*** THE DATA Section Begins ***
//! Subcommand implementations and shared startup helpers

pub mod scheduler;
pub mod submit;
pub mod worker;

pub use scheduler::scheduler;
pub use submit::{submit, SubmitParams};
pub use worker::worker;

use anyhow::{Context, Result};
use std::sync::Arc;
use std::time::Duration;
use tokio::sync::watch;

use taskgrid::config::Config;
use taskgrid::coordination::{CoordinationClient, RedisCoordination, RedisCoordinationConfig};
use taskgrid::prediction::{HttpPredictor, NoopPredictor, Predictor};
use taskgrid::queue::{QueueClient, RedisQueue};
use taskgrid::shutdown;
use taskgrid::storage::{PostgresConfig, PostgresTaskStore, StatusRecorder};

/// Connect to the coordination store; failure is fatal
pub async fn connect_coordination(config: &Config) -> Result<Arc<dyn CoordinationClient>> {
    let client = RedisCoordination::connect(RedisCoordinationConfig {
        url: config.coordination.url.clone(),
        pool_size: config.coordination.pool_size,
        namespace: config.coordination.namespace.clone(),
        watch_poll_interval: Duration::from_millis(config.coordination.watch_poll_ms),
    })
    .await
    .context("Failed to connect to the coordination store")?;

    Ok(Arc::new(client))
}

/// Connect to the queue store; failure is fatal
pub async fn connect_queue(config: &Config) -> Result<Arc<dyn QueueClient>> {
    let queue = RedisQueue::connect(&config.redis.url, config.redis.pool_size)
        .await
        .context("Failed to connect to the queue store")?;

    Ok(Arc::new(queue))
}

/// Status recorder writing to PostgreSQL, or dropping writes when unconfigured
///
/// Storage is a side channel, so a connection failure only disables it.
pub async fn build_recorder(config: &Config) -> StatusRecorder {
    let Some(url) = config.database.postgres_url.clone() else {
        tracing::info!("No database configured, task status writes disabled");
        return StatusRecorder::disabled();
    };

    let pg = PostgresConfig {
        database_url: url,
        pool_size: config.database.pool_size,
        statement_timeout: config.database.write_timeout(),
    };

    match PostgresTaskStore::connect(&pg).await {
        Ok(store) => {
            if let Err(e) = store.ensure_schema().await {
                tracing::warn!(error = %e, "Failed to ensure database schema");
            }
            StatusRecorder::new(Arc::new(store), config.database.write_timeout())
        }
        Err(e) => {
            tracing::warn!(error = %e, "Database unavailable, task status writes disabled");
            StatusRecorder::disabled()
        }
    }
}

/// HTTP predictor when a URL is configured, otherwise one without opinions
pub fn build_predictor(config: &Config) -> Result<Arc<dyn Predictor>> {
    match &config.prediction.url {
        Some(url) => {
            let predictor = HttpPredictor::new(url.clone(), config.prediction.timeout())
                .context("Failed to create prediction client")?;
            tracing::info!(url = %url, "Using prediction service");
            Ok(Arc::new(predictor))
        }
        None => Ok(Arc::new(NoopPredictor)),
    }
}

/// Register the process metrics; failure only loses counters
pub fn init_metrics() {
    if let Err(e) = taskgrid::metrics::init_metrics() {
        tracing::warn!(error = %e, "Failed to register metrics");
    }
}

/// Shutdown channel flipped by Ctrl-C
pub fn shutdown_on_ctrl_c() -> watch::Receiver<bool> {
    let (tx, rx) = shutdown::channel();

    tokio::spawn(async move {
        match tokio::signal::ctrl_c().await {
            Ok(()) => {
                tracing::info!("Shutdown signal received");
                let _ = tx.send(true);
            }
            Err(e) => {
                tracing::warn!(error = %e, "Failed to listen for shutdown signal");
                // Dropping the sender would read as a shutdown request
                std::future::pending::<()>().await;
                drop(tx);
            }
        }
    });

    rx
}

/// Process identifier from the configuration, or `role[-hostname]-uuid8`
///
/// The random suffix keeps processes sharing a host apart.
pub fn process_id(configured: Option<String>, role: &str) -> String {
    if let Some(id) = configured {
        return id;
    }

    let suffix = uuid::Uuid::new_v4().simple().to_string()[..8].to_string();
    match std::env::var("HOSTNAME").ok().filter(|h| !h.is_empty()) {
        Some(host) => format!("{role}-{host}-{suffix}"),
        None => format!("{role}-{suffix}"),
    }
}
*** THE DATA Section Ends ***
*EXERCISE GOAL*: Filter the records down to the lines containing the word "Result", and copy those.

*OUTPUT FOR THIS EXERCISE*:
use anyhow::{Context, Result};
pub async fn connect_coordination(config: &Config) -> Result<Arc<dyn CoordinationClient>> {
pub async fn connect_queue(config: &Config) -> Result<Arc<dyn QueueClient>> {
pub fn build_predictor(config: &Config) -> Result<Arc<dyn Predictor>> {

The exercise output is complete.